El rey pródigo
Una cosa es el dolor de un hijo ante el declive físico y moral del padre, y otra la dignidad de un país que ve cómo su exjefe de Estado vuelve de su escondite dorado a echar una regata con los amigotes como si nada
En todas las familias balan ovejas negras. Antes de darlo por perdido, al pariente descarriado se le suelen aplicar correctivos in crescendo a ver si entra en vereda. Se le riñe. Se le castiga. Se le suplica. Se le llama a capítulo. Se le retira la palabra, y, en casos extremos, se le deshereda y se hace como si no existiera. Todo depende, claro, de la magnitud de las fechorías. No es igual, yo qué sé, un asesino, que un pobre desgraciado que roba para dar de comer a sus hijos, un toxicómano, un tarambana, o un golfo simpático que echa a perder su vida y la de los suyos por su avaricia y su lujuria, pecados capitales de fácil absolución en el confesionario adecuado. El problema es cuando el golfo es el paterfamilias del que depende la supervivencia del clan en pleno. Conviene entonces que los hijos adopten medidas quirúrgicas si no las toma él mismo. Otra cosa son las heridas internas, y las cicatrices.

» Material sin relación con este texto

//! # Data Subcommand
//!
//! Checks and lists the reference data: the bundled corpus, or the tables
//! under `--data-dir`.

use anyhow::{Context, Result};
use clap::{Args, Subcommand};
use serde::Serialize;

use spacereg_pack::{PackError, ReferenceData};

use crate::GlobalOptions;

/// Arguments for the `spacereg data` subcommand.
#[derive(Args, Debug)]
pub struct DataArgs {
    #[command(subcommand)]
    pub command: DataCommand,
}

/// Reference data operations.
#[derive(Subcommand, Debug)]
pub enum DataCommand {
    /// Run the load-time checks and report every problem found.
    Validate,
    /// List jurisdictions and guidelines.
    List {
        /// Print the listing as JSON.
        #[arg(long)]
        json: bool,
    },
}

/// Execute the data subcommand.
///
/// `validate` returns exit code 1 when the tables have problems.
pub fn run_data(args: &DataArgs, options: &GlobalOptions) -> Result<u8> {
    match &args.command {
        DataCommand::Validate => run_validate(options),
        DataCommand::List { json } => run_list(options, *json),
    }
}

fn run_validate(options: &GlobalOptions) -> Result<u8> {
    let source = match &options.data_dir {
        Some(dir) => dir.display().to_string(),
        None => "bundled corpus".to_string(),
    };
    match ReferenceData::load(options.data_dir.as_deref()) {
        Ok(data) => {
            for warning in data.warnings() {
                println!("  WARN: {warning}");
            }
            println!(
                "Reference data OK ({source}): {} jurisdictions, {} guidelines, {} cross-references",
                data.jurisdictions().count(),
                data.guidelines().count(),
                data.cross_references().len()
            );
            Ok(0)
        }
        Err(PackError::Validation { problems }) => {
            for problem in &problems {
                println!("  FAIL: {problem}");
            }
            println!("\n{} problem(s) in {source}.", problems.len());
            Ok(1)
        }
        Err(e) => Err(e).with_context(|| format!("failed to load reference data from {source}")),
    }
}

/// One row of `spacereg data list`.
#[derive(Debug, Serialize)]
struct Listing {
    jurisdictions: Vec<ListedJurisdiction>,
    guidelines: Vec<ListedGuideline>,
}

#[derive(Debug, Serialize)]
struct ListedJurisdiction {
    code: String,
    name: String,
    status: String,
}

#[derive(Debug, Serialize)]
struct ListedGuideline {
    id: String,
    source: String,
    tier: String,
    title: String,
}

fn listing(data: &ReferenceData) -> Listing {
    Listing {
        jurisdictions: data
            .jurisdictions()
            .map(|law| ListedJurisdiction {
                code: law.code.to_string(),
                name: law.name.clone(),
                status: law.legislation.status.to_string(),
            })
            .collect(),
        guidelines: data
            .guidelines()
            .map(|g| ListedGuideline {
                id: g.id.to_string(),
                source: g.source.to_string(),
                tier: g.tier.to_string(),
                title: g.title.clone(),
            })
            .collect(),
    }
}

fn run_list(options: &GlobalOptions, json: bool) -> Result<u8> {
    let data = options.reference_data()?;
    let listing = listing(&data);
    if json {
        crate::print_json(&listing)?;
        return Ok(0);
    }

    println!("Jurisdictions ({}):", listing.jurisdictions.len());
    for j in &listing.jurisdictions {
        println!("  {}  {:<20} {}", j.code, j.name, j.status);
    }
    println!("\nGuidelines ({}):", listing.guidelines.len());
    for g in &listing.guidelines {
        println!("  {:<22} {:<16} {:<11} {}", g.id, g.source, g.tier, g.title);
    }
    Ok(0)
}
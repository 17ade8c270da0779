//! # Application State
//!
//! Read-only handles shared by every request: the reference data and the
//! engine configuration. Each request computes a fresh result from them.

use std::path::Path;
use std::sync::Arc;

use spacereg_engine::EngineConfig;
use spacereg_pack::{PackResult, ReferenceData};

/// Shared application state passed to all route handlers.
#[derive(Debug, Clone)]
pub struct AppState {
    /// Reference tables, loaded once at startup.
    pub data: Arc<ReferenceData>,
    /// Engine tunables, including requirement-text redaction.
    pub config: Arc<EngineConfig>,
}

impl AppState {
    /// State over the bundled reference data with default configuration.
    pub fn new() -> PackResult<Self> {
        Ok(Self::with_data(ReferenceData::builtin()?, EngineConfig::default()))
    }

    /// State over explicit data and configuration.
    pub fn with_data(data: Arc<ReferenceData>, config: EngineConfig) -> Self {
        Self {
            data,
            config: Arc::new(config),
        }
    }

    /// State over the data in `data_dir`, or the bundled data.
    pub fn load(data_dir: Option<&Path>, config: EngineConfig) -> PackResult<Self> {
        Ok(Self::with_data(ReferenceData::load(data_dir)?, config))
    }
}
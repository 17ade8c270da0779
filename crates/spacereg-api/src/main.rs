//! # spacereg-api: Binary Entry Point
//!
//! Loads the reference data and engine configuration, then serves the
//! Axum router.
//!
//! | Variable            | Default  |
//! |---------------------|----------|
//! | `PORT`              | `8080`   |
//! | `SPACEREG_DATA_DIR` | bundled  |
//! | `SPACEREG_CONFIG`   | defaults |
//! | `RUST_LOG`          | `info`   |
//! | `LOG_FORMAT`        | text; `json` for JSON lines |

use std::path::PathBuf;

use spacereg_api::state::AppState;
use spacereg_engine::EngineConfig;

#[tokio::main]
async fn main() -> Result<(), Box<dyn std::error::Error>> {
    init_tracing();

    let port: u16 = std::env::var("PORT")
        .ok()
        .and_then(|p| p.parse().ok())
        .unwrap_or(8080);

    let config = match std::env::var_os("SPACEREG_CONFIG").map(PathBuf::from) {
        Some(path) => EngineConfig::from_yaml_file(&path).map_err(|e| {
            tracing::error!("Engine configuration failed to load: {e}");
            e
        })?,
        None => EngineConfig::default(),
    };

    let data_dir = std::env::var_os("SPACEREG_DATA_DIR").map(PathBuf::from);
    let state = AppState::load(data_dir.as_deref(), config).map_err(|e| {
        tracing::error!("Reference data failed to load: {e}");
        e
    })?;
    tracing::info!(
        jurisdictions = state.data.jurisdictions().count(),
        guidelines = state.data.guidelines().count(),
        source = %data_dir.as_deref().map_or_else(|| "bundled".to_string(), |d| d.display().to_string()),
        "reference data ready"
    );

    let app = spacereg_api::app(state);

    let addr = std::net::SocketAddr::from(([0, 0, 0, 0], port));
    tracing::info!("spacereg API listening on {}", addr);

    let listener = tokio::net::TcpListener::bind(addr).await?;
    axum::serve(listener, app).await?;

    Ok(())
}

fn init_tracing() {
    let filter = tracing_subscriber::EnvFilter::try_from_default_env()
        .unwrap_or_else(|_| tracing_subscriber::EnvFilter::new("info"));
    let json = std::env::var("LOG_FORMAT").is_ok_and(|f| f.eq_ignore_ascii_case("json"));
    if json {
        tracing_subscriber::fmt().json().with_env_filter(filter).init();
    } else {
        tracing_subscriber::fmt().with_env_filter(filter).init();
    }
}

En vísperas de la anunciada visita a España de Juan Carlos I después de dos años del autoexilio de la vergüenza, más que el previsible terremoto político, me conmueve el reencuentro del padre y del hijo, invertidos los papeles, intramuros La Zarzuela. ¿Cómo se mirarán? ¿Cuánto durará el abrazo? ¿Habrá lágrimas? ¿Quién bajará los ojos? ¿Qué se dirán a la cara, y al oído, aunque estoy segura de que han hablado cuando y cuanto han querido? Nunca lo sabremos, y bien está que así sea. Una cosa es el dolor de un hijo ante el declive físico y moral del padre, y otra la dignidad de un país que ve cómo su exjefe de Estado vuelve de su escondite dorado a echar una regata con los amigotes como si nada y sin decir ni esta boca es mía. Los españoles no somos súbditos, aunque algunos parecen añorar las luxaciones que les provocaban sus reverencias en los besamanos de Juan Carlos, sin saber, o sabiendo, que son quienes más lo adulan quienes más daño hacen a la Corona que dicen defender con su vida. El reguero de almíbar que segregan no oculta el oprobio de un hombre que, con su conducta, ha destruido su legado, y de un rey que, con su negativa a asumir sus culpas, deja a su sucesor a los pies de los republicanos. Apuesto a que, en el avión que lo traiga de vuelta al timón del Bribón —hay nombres bien puestos— el Emérito irá silbando el inmortal corrido de Vicente Fernández: “Una piedra en el camino, me enseñó que mi destino era rodar y rodar. No tengo trono ni reina, ni nadie que me comprenda, pero sigo siendo el Rey”. Iluso.